Que demandent les producteurs de banane de Guadeloupe et de Martinique ?

  • Une aide financière pour les exploitations en difficulté de trésorerie ;
  • Un soutien sur le dossier des NGT ;
  • Un soutien sur le dossier des drones ;
  • Des solutions face à la problématique de distorsion de concurrence ;

« Et déjà, un peu de reconnaissance », souligne Nicolas Marraud-des-Grottes, rappelant tous les efforts mis en place pour produire une banane extrêmement vertueuse pour l’environnement et qui génère des milliers d’emplois.

Les drones permettraient, en application ultra-locale de fongicide, de gagner encore sur l’usage des phytos, -30 % supplémentaires [lire ci-dessous]. Et à long terme, une autorisation de banane NGT tolérante à la cercosporiose noire permettrait à long terme de replanter l’ensemble de la bananeraie antillaise et de retrouver le potentiel de 250 000 tonnes [lire aussi ci-dessous].

« Nous sommes plein d’ambition pour notre banane qui est très demandée par les consommateurs. Il faut nous accompagner pendant ce laps de temps », résume Pierre Monteux, directeur général de l’UGPBAN. Il est aussi question d’attirer des jeunes et de rendre attractifs les métiers pour transmettre les exploitations. La filière a perdu en nombre de producteurs, aujourd’hui autour de 500.

« Nous sommes en discussion depuis 18 mois, les choses se sont améliorées, on espère bien que ça va aboutir, attend Nicolas Marraud-des-Grottes. Au niveau européen, c’est compliqué, mais on sent désormais une écoute attentive au niveau national. Pour notre demande d’aide financière aux exploitations, les ministères des Outre-Mer et de l’Agriculture nous soutiennent. Des demandes chiffrées ont été faites. On attend, confiants. »

 

Une production de banane en baisse de 15 000 tonnes, une perte de chiffre d’affaires de 12 M€

2023 a été « très difficile » pour la banane de Guadeloupe et de Martinique, qui a encore perdu en production. La production antillaise tourne autour des 185 000 tonnes, loin des 250 000 tonnes que nous avions l’habitude de voir il y a encore 10-15 ans. « En 2023 on a perdu encore 15 000 tonnes en production. A 800 €/t prix vert, c’est 12 millions d’euros de chiffre d’affaires en moins, regrette Pierre Monteux. Sachant que 70 % de nos coûts sont des coûts fixes. Nos exploitations sont en grand danger. »

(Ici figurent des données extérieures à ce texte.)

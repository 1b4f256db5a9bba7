//! ``src/gc.rs``
//! ============================================================================
//! # Garbage-collection cycle tracking
//!
//! The collector reports each cycle through two synchronous hooks, a prologue
//! (cycle starting) and an epilogue (cycle ending). Both run on the
//! collector's own stack, possibly in the middle of an allocation, so the
//! handlers here only touch atomics and never call back into the host: a
//! finished cycle is turned into a `"gc"` entry and handed to the host's
//! [`ImmediateQueue`] for delivery once the collector has unwound.
//!
//! ## State machine
//! - start while a cycle is in progress: ignored (no nested starts)
//! - end whose kind differs from the in-progress kind: ignored
//! - matched end: back to idle; entry built only if someone observes `gc`

use std::sync::{
    Arc,
    atomic::{AtomicBool, AtomicU32, AtomicU64, Ordering},
};

use parking_lot::Mutex;
use tracing::debug;

use crate::{
    constants::{EntryType, GcFlags, GcKind},
    dispatch::NotificationDispatch,
    entry::PerformanceEntry,
    error::{PerfError, PerfResult},
    immediate::{CallbackFlags, ImmediateQueue},
    state::PerformanceState,
};

const NANOS_PER_MILLIS: f64 = 1e6;

/// Collector prologue hook: receives the kind of the starting cycle.
pub type PrologueHook = Arc<dyn Fn(GcKind) + Send + Sync>;

/// Collector epilogue hook: receives the kind and flags of the ending cycle.
pub type EpilogueHook = Arc<dyn Fn(GcKind, GcFlags) + Send + Sync>;

static NEXT_HOOK_KEY: AtomicU64 = AtomicU64::new(1);

/// Identifies one registrant's hooks so they can be removed again.
#[derive(Debug, Clone, Copy, PartialEq, Eq, Hash)]
pub struct HookKey(u64);

impl HookKey {
    pub fn next() -> Self {
        Self(NEXT_HOOK_KEY.fetch_add(1, Ordering::Relaxed))
    }
}

/// Hook registration surface of a garbage collector.
pub trait CollectorHooks: Send + Sync {
    fn add_prologue_hook(&self, key: HookKey, hook: PrologueHook);
    fn add_epilogue_hook(&self, key: HookKey, hook: EpilogueHook);
    fn remove_prologue_hook(&self, key: HookKey);
    fn remove_epilogue_hook(&self, key: HookKey);
}

/// Transient per-cycle state. `current_gc_type == 0` means idle.
#[derive(Debug, Default)]
pub struct GcCycleState {
    current_gc_type: AtomicU32,
    last_gc_start_mark: AtomicU64,
}

impl GcCycleState {
    pub fn current_gc_type(&self) -> GcKind {
        GcKind(self.current_gc_type.load(Ordering::Relaxed))
    }

    pub fn last_gc_start_mark(&self) -> u64 {
        self.last_gc_start_mark.load(Ordering::Relaxed)
    }

    fn reset(&self) {
        self.current_gc_type.store(0, Ordering::Relaxed);
    }
}

struct GcSignals {
    cycle: GcCycleState,
    state: Arc<PerformanceState>,
    dispatch: Arc<NotificationDispatch>,
    immediates: Arc<ImmediateQueue>,
}

impl GcSignals {
    fn on_cycle_start(&self, kind: GcKind) {
        if kind.is_none() {
            return;
        }

        let current = self.cycle.current_gc_type();
        if !current.is_none() {
            debug!(
                target: "perf::gc",
                current = current.bits(),
                ignored = kind.bits(),
                "nested collector start ignored"
            );
            return;
        }

        self.cycle
            .last_gc_start_mark
            .store(self.state.now_nanos(), Ordering::Relaxed);
        self.cycle
            .current_gc_type
            .store(kind.bits(), Ordering::Relaxed);
    }

    fn on_cycle_end(&self, kind: GcKind, flags: GcFlags) {
        let current = self.cycle.current_gc_type();
        if kind.is_none() || kind != current {
            debug!(
                target: "perf::gc",
                current = current.bits(),
                ignored = kind.bits(),
                "mismatched collector end ignored"
            );
            return;
        }
        self.cycle.reset();

        if self.state.region().observer_count(EntryType::Gc.index()) == 0 {
            return;
        }

        let start_mark = self.cycle.last_gc_start_mark();
        let origin = self.state.time_origin().nanos;
        let start_time = (start_mark as f64 - origin as f64) / NANOS_PER_MILLIS;
        let duration = self.state.now_nanos() as f64 / NANOS_PER_MILLIS
            - start_mark as f64 / NANOS_PER_MILLIS;

        let entry = PerformanceEntry::gc(start_time, duration, kind, flags);
        let dispatch = Arc::clone(&self.dispatch);
        self.immediates.set_immediate(
            move || {
                dispatch.notify(EntryType::Gc, &entry);
            },
            CallbackFlags::Unrefed,
        );
    }
}

/// Pairs collector start/end signals and emits `"gc"` entries.
pub struct GcTracker {
    signals: Arc<GcSignals>,
    collector: Option<Arc<dyn CollectorHooks>>,
    key: HookKey,
    installed: AtomicBool,
}

impl GcTracker {
    pub fn new(
        state: Arc<PerformanceState>,
        dispatch: Arc<NotificationDispatch>,
        immediates: Arc<ImmediateQueue>,
        collector: Option<Arc<dyn CollectorHooks>>,
    ) -> Self {
        Self {
            signals: Arc::new(GcSignals {
                cycle: GcCycleState::default(),
                state,
                dispatch,
                immediates,
            }),
            collector,
            key: HookKey::next(),
            installed: AtomicBool::new(false),
        }
    }

    /// Register the prologue and epilogue hooks with the collector.
    ///
    /// Installing again only resets the cycle state; hooks are registered
    /// once.
    pub fn install(&self) -> PerfResult<()> {
        let Some(collector) = &self.collector else {
            return Err(PerfError::unavailable("garbage collector"));
        };

        self.signals.cycle.reset();
        if self.installed.swap(true, Ordering::AcqRel) {
            return Ok(());
        }

        let signals = Arc::clone(&self.signals);
        collector.add_prologue_hook(
            self.key,
            Arc::new(move |kind: GcKind| signals.on_cycle_start(kind)),
        );
        let signals = Arc::clone(&self.signals);
        collector.add_epilogue_hook(
            self.key,
            Arc::new(move |kind: GcKind, flags: GcFlags| signals.on_cycle_end(kind, flags)),
        );

        debug!(target: "perf::gc", "garbage collection tracking installed");
        Ok(())
    }

    /// Deregister the hooks. Entries already queued are still delivered.
    pub fn uninstall(&self) {
        self.signals.cycle.reset();
        if !self.installed.swap(false, Ordering::AcqRel) {
            return;
        }

        if let Some(collector) = &self.collector {
            collector.remove_prologue_hook(self.key);
            collector.remove_epilogue_hook(self.key);
        }
        debug!(target: "perf::gc", "garbage collection tracking removed");
    }

    pub fn is_installed(&self) -> bool {
        self.installed.load(Ordering::Acquire)
    }

    /// Feed a cycle-start signal directly, bypassing hook registration.
    pub fn on_cycle_start(&self, kind: GcKind) {
        self.signals.on_cycle_start(kind);
    }

    /// Feed a cycle-end signal directly, bypassing hook registration.
    pub fn on_cycle_end(&self, kind: GcKind, flags: GcFlags) {
        self.signals.on_cycle_end(kind, flags);
    }

    pub fn cycle(&self) -> &GcCycleState {
        &self.signals.cycle
    }
}

impl Drop for GcTracker {
    fn drop(&mut self) {
        self.uninstall();
    }
}

impl std::fmt::Debug for GcTracker {
    fn fmt(&self, f: &mut std::fmt::Formatter<'_>) -> std::fmt::Result {
        f.debug_struct("GcTracker")
            .field("key", &self.key)
            .field("installed", &self.is_installed())
            .field("cycle", &self.signals.cycle)
            .finish()
    }
}

/// In-process collector that fires registered hooks on demand.
#[derive(Default)]
pub struct SimulatedCollector {
    prologue: Mutex<Vec<(HookKey, PrologueHook)>>,
    epilogue: Mutex<Vec<(HookKey, EpilogueHook)>>,
}

impl SimulatedCollector {
    pub fn new() -> Self {
        Self::default()
    }

    /// Fire every prologue hook for `kind`.
    pub fn begin_cycle(&self, kind: GcKind) {
        let hooks: Vec<PrologueHook> = self
            .prologue
            .lock()
            .iter()
            .map(|(_, hook)| Arc::clone(hook))
            .collect();
        for hook in hooks {
            hook(kind);
        }
    }

    /// Fire every epilogue hook for `kind`.
    pub fn end_cycle(&self, kind: GcKind, flags: GcFlags) {
        let hooks: Vec<EpilogueHook> = self
            .epilogue
            .lock()
            .iter()
            .map(|(_, hook)| Arc::clone(hook))
            .collect();
        for hook in hooks {
            hook(kind, flags);
        }
    }

    /// A complete start/end pair.
    pub fn collect(&self, kind: GcKind, flags: GcFlags) {
        self.begin_cycle(kind);
        self.end_cycle(kind, flags);
    }

    /// Registered (prologue, epilogue) hook counts.
    pub fn hook_counts(&self) -> (usize, usize) {
        (self.prologue.lock().len(), self.epilogue.lock().len())
    }
}

impl CollectorHooks for SimulatedCollector {
    fn add_prologue_hook(&self, key: HookKey, hook: PrologueHook) {
        self.prologue.lock().push((key, hook));
    }

    fn add_epilogue_hook(&self, key: HookKey, hook: EpilogueHook) {
        self.epilogue.lock().push((key, hook));
    }

    fn remove_prologue_hook(&self, key: HookKey) {
        self.prologue.lock().retain(|(k, _)| *k != key);
    }

    fn remove_epilogue_hook(&self, key: HookKey) {
        self.epilogue.lock().retain(|(k, _)| *k != key);
    }
}

#[cfg(test)]
mod tests {
    use super::*;
    use crate::{clock::ManualClock, entry::EntryDetail, state::region::SharedStateRegion};
    use std::time::Duration;

    struct Harness {
        clock: Arc<ManualClock>,
        state: Arc<PerformanceState>,
        immediates: Arc<ImmediateQueue>,
        collector: Arc<SimulatedCollector>,
        tracker: GcTracker,
        seen: Arc<Mutex<Vec<PerformanceEntry>>>,
    }

    fn harness() -> Harness {
        let clock = Arc::new(ManualClock::new(0));
        let state = Arc::new(PerformanceState::new(
            SharedStateRegion::with_defaults(),
            Arc::clone(&clock) as Arc<dyn crate::clock::Clock>,
        ));
        let dispatch = Arc::new(NotificationDispatch::new(Arc::clone(&state)));
        let seen = Arc::new(Mutex::new(Vec::new()));
        let sink = Arc::clone(&seen);
        dispatch.set_callback(move |entry| sink.lock().push(entry.clone()));

        let immediates = Arc::new(ImmediateQueue::new());
        let collector = Arc::new(SimulatedCollector::new());
        let tracker = GcTracker::new(
            Arc::clone(&state),
            dispatch,
            Arc::clone(&immediates),
            Some(Arc::clone(&collector) as Arc<dyn CollectorHooks>),
        );

        Harness {
            clock,
            state,
            immediates,
            collector,
            tracker,
            seen,
        }
    }

    fn observe_gc(h: &Harness) {
        h.state.region().set_observer_count(EntryType::Gc.index(), 1);
    }

    #[test]
    fn test_nested_start_ignored() {
        let h = harness();
        h.tracker.on_cycle_start(GcKind::MAJOR);
        let mark = h.tracker.cycle().last_gc_start_mark();

        h.clock.advance(Duration::from_millis(3));
        h.tracker.on_cycle_start(GcKind::MINOR);
        assert_eq!(h.tracker.cycle().current_gc_type(), GcKind::MAJOR);
        assert_eq!(h.tracker.cycle().last_gc_start_mark(), mark);

        h.tracker.on_cycle_end(GcKind::MAJOR, GcFlags::NO);
        assert_eq!(h.tracker.cycle().current_gc_type(), GcKind::NONE);

        h.tracker.on_cycle_end(GcKind::MINOR, GcFlags::NO);
        assert_eq!(h.tracker.cycle().current_gc_type(), GcKind::NONE);
    }

    #[test]
    fn test_mismatched_end_keeps_cycle_open() {
        let h = harness();
        observe_gc(&h);
        h.tracker.on_cycle_start(GcKind::MAJOR);
        h.tracker.on_cycle_end(GcKind::MINOR, GcFlags::NO);

        assert_eq!(h.tracker.cycle().current_gc_type(), GcKind::MAJOR);
        assert!(h.immediates.is_empty());
    }

    #[test]
    fn test_no_entry_without_observers() {
        let h = harness();
        h.tracker.on_cycle_start(GcKind::MINOR);
        h.clock.advance(Duration::from_millis(1));
        h.tracker.on_cycle_end(GcKind::MINOR, GcFlags::NO);
        assert!(h.immediates.is_empty());

        observe_gc(&h);
        h.tracker.on_cycle_start(GcKind::MINOR);
        h.clock.advance(Duration::from_millis(1));
        h.tracker.on_cycle_end(GcKind::MINOR, GcFlags::FORCED);
        assert_eq!(h.immediates.len(), 1);

        assert_eq!(h.immediates.run_immediates(), 1);
        let seen = h.seen.lock();
        assert_eq!(seen.len(), 1);
        assert!(seen[0].duration() >= 0.0);
    }

    #[test]
    fn test_entry_delivered_after_end_returns() {
        let h = harness();
        observe_gc(&h);

        h.tracker.on_cycle_start(GcKind::MINOR);
        h.clock.set_nanos(50_000_000);
        h.tracker.on_cycle_end(GcKind::MINOR, GcFlags::SCHEDULE_IDLE);
        assert!(h.seen.lock().is_empty());

        h.immediates.run_immediates();
        let seen = h.seen.lock();
        assert_eq!(seen.len(), 1);
        let entry = &seen[0];
        assert_eq!(entry.name(), "gc");
        assert_eq!(entry.start_time(), 0.0);
        assert!((entry.duration() - 50.0).abs() < 1e-9);
        assert_eq!(
            entry.detail(),
            Some(&EntryDetail::Gc {
                kind: GcKind::MINOR,
                flags: GcFlags::SCHEDULE_IDLE
            })
        );
    }

    #[test]
    fn test_install_twice_registers_once() {
        let h = harness();
        observe_gc(&h);
        h.tracker.install().unwrap();
        h.tracker.install().unwrap();
        assert_eq!(h.collector.hook_counts(), (1, 1));

        h.collector.collect(GcKind::MAJOR, GcFlags::NO);
        h.immediates.run_immediates();
        assert_eq!(h.seen.lock().len(), 1);
    }

    #[test]
    fn test_uninstall_is_idempotent_and_keeps_queued_entries() {
        let h = harness();
        observe_gc(&h);
        h.tracker.uninstall();
        h.tracker.install().unwrap();

        h.collector.collect(GcKind::INCREMENTAL, GcFlags::NO);
        h.collector.begin_cycle(GcKind::MAJOR);
        h.tracker.uninstall();
        h.tracker.uninstall();

        assert_eq!(h.collector.hook_counts(), (0, 0));
        assert_eq!(h.tracker.cycle().current_gc_type(), GcKind::NONE);

        h.collector.collect(GcKind::MINOR, GcFlags::NO);
        h.immediates.run_immediates();
        assert_eq!(h.seen.lock().len(), 1);
    }

    #[test]
    fn test_install_without_collector_is_unavailable() {
        let state = Arc::new(PerformanceState::new(
            SharedStateRegion::with_defaults(),
            Arc::new(ManualClock::new(0)),
        ));
        let dispatch = Arc::new(NotificationDispatch::new(Arc::clone(&state)));
        let tracker = GcTracker::new(state, dispatch, Arc::new(ImmediateQueue::new()), None);

        assert!(matches!(
            tracker.install(),
            Err(PerfError::Unavailable { .. })
        ));
        tracker.uninstall();
    }

    #[test]
    fn test_drop_deregisters_hooks() {
        let h = harness();
        h.tracker.install().unwrap();
        let collector = Arc::clone(&h.collector);
        drop(h);
        assert_eq!(collector.hook_counts(), (0, 0));
    }
}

Dans un contexte inflationniste, l’UGPBAN a refait calculer ses coûts de production. Selon les résultats de l’étude, ils sont passés de 1 200 € par tonne de banane verte produite en 2018 à 1 600 €/t ! C’est sur la base de cette étude que les demandes d’aide financière ont été faites.

Avec 7 000 hectares en culture (8 130 hectares en comptant les jachères et rotations), les surfaces de bananes aux Antilles sont stables. Ce sont les rendements et la qualité, impactés, qui font baisser la production. Impactés par, en premier lieu, des raisons climatiques, avec des événements météorologiques non majeurs mais qui ont impacté la production bananière (tempête Fiona en Guadeloupe en septembre 2022 qui a eu des impacts à long terme, tempête Bret en juin 2023 en Martinique).

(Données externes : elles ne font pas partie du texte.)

//! Per-runtime performance state: the shared region plus the clock and time
//! origin every tracker measures against.

use std::sync::Arc;

use serde::Serialize;
use tracing::debug;

use crate::{
    clock::Clock,
    constants::Milestone,
    error::PerfResult,
    state::region::SharedStateRegion,
};

const NANOS_PER_MILLIS: f64 = 1e6;
const MICROS_PER_MILLIS: f64 = 1e3;

/// Reference point for relative performance timings.
#[derive(Debug, Clone, Copy, PartialEq, Eq, Serialize)]
pub struct TimeOrigin {
    /// Monotonic reading at construction, nanoseconds.
    pub nanos: u64,

    /// Wall-clock reading at construction, microseconds since the epoch.
    pub timestamp_micros: u64,
}

impl TimeOrigin {
    pub fn capture(clock: &dyn Clock) -> Self {
        Self {
            nanos: clock.now_nanos(),
            timestamp_micros: clock.wall_micros(),
        }
    }

    /// Monotonic origin in milliseconds.
    pub fn millis(&self) -> f64 {
        self.nanos as f64 / NANOS_PER_MILLIS
    }

    /// Wall-clock origin in milliseconds since the epoch.
    pub fn timestamp_millis(&self) -> f64 {
        self.timestamp_micros as f64 / MICROS_PER_MILLIS
    }
}

/// One instance per runtime context, shared explicitly by every component.
#[derive(Debug)]
pub struct PerformanceState {
    region: SharedStateRegion,
    clock: Arc<dyn Clock>,
    time_origin: TimeOrigin,
}

impl PerformanceState {
    /// Wrap a freshly allocated region and mark the origin milestones.
    pub fn new(region: SharedStateRegion, clock: Arc<dyn Clock>) -> Self {
        let time_origin = TimeOrigin::capture(clock.as_ref());
        let state = Self {
            region,
            clock,
            time_origin,
        };
        state.mark_origin();
        state
    }

    /// Rebuild from a saved block. Restored milestones are reset before the
    /// origin milestones of this process are written.
    pub fn restore(bytes: &[u8], clock: Arc<dyn Clock>) -> PerfResult<Self> {
        let region = SharedStateRegion::deserialize(bytes)?;
        region.reset_milestones();
        debug!(layout = ?region.layout(), "restored performance state region");
        Ok(Self::new(region, clock))
    }

    fn mark_origin(&self) {
        self.region
            .mark(Milestone::TimeOrigin.index(), self.time_origin.nanos);
        self.region.mark(
            Milestone::TimeOriginTimestamp.index(),
            self.time_origin.timestamp_micros,
        );
        self.region
            .mark(Milestone::Environment.index(), self.clock.now_nanos());
    }

    #[inline]
    pub fn region(&self) -> &SharedStateRegion {
        &self.region
    }

    #[inline]
    pub fn clock(&self) -> &dyn Clock {
        self.clock.as_ref()
    }

    pub fn clock_handle(&self) -> Arc<dyn Clock> {
        Arc::clone(&self.clock)
    }

    #[inline]
    pub fn now_nanos(&self) -> u64 {
        self.clock.now_nanos()
    }

    #[inline]
    pub fn time_origin(&self) -> TimeOrigin {
        self.time_origin
    }
}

En outre, la pression fongique de plus en plus forte, avec la cercosporiose noire en particulier. Les producteurs soulignent un nombre de molécules autorisées de plus en plus réduits : de 9 solutions curatives en 2019, seulement 3 sont encore autorisées aujourd’hui. Les producteurs antillais font face par l’usage de mesures prophylactiques, l’effeuillage par exemple, mais qui impacte le rendement (l’effeuillage impacte le capital foliaire par exemple).

 

Le poids des bonnes pratiques

Les producteurs antillais ne reviendront pas sur ces bonnes pratiques qui font désormais la fierté de la banane française. « Le chlordécone est un traumatisme pour les producteurs. C’est pour cela que nous avons lancé les Plans Banane Durable dès 2008, c’était indispensable », rappelle Alexis Gouyé, producteur et président de Banamart. Les efforts des producteurs ont payé : aujourd’hui, c’est une baisse de -83 % des phytos par rapport à 2008 dont les producteurs de banane Guadeloupe et de Martinique peuvent se vanter.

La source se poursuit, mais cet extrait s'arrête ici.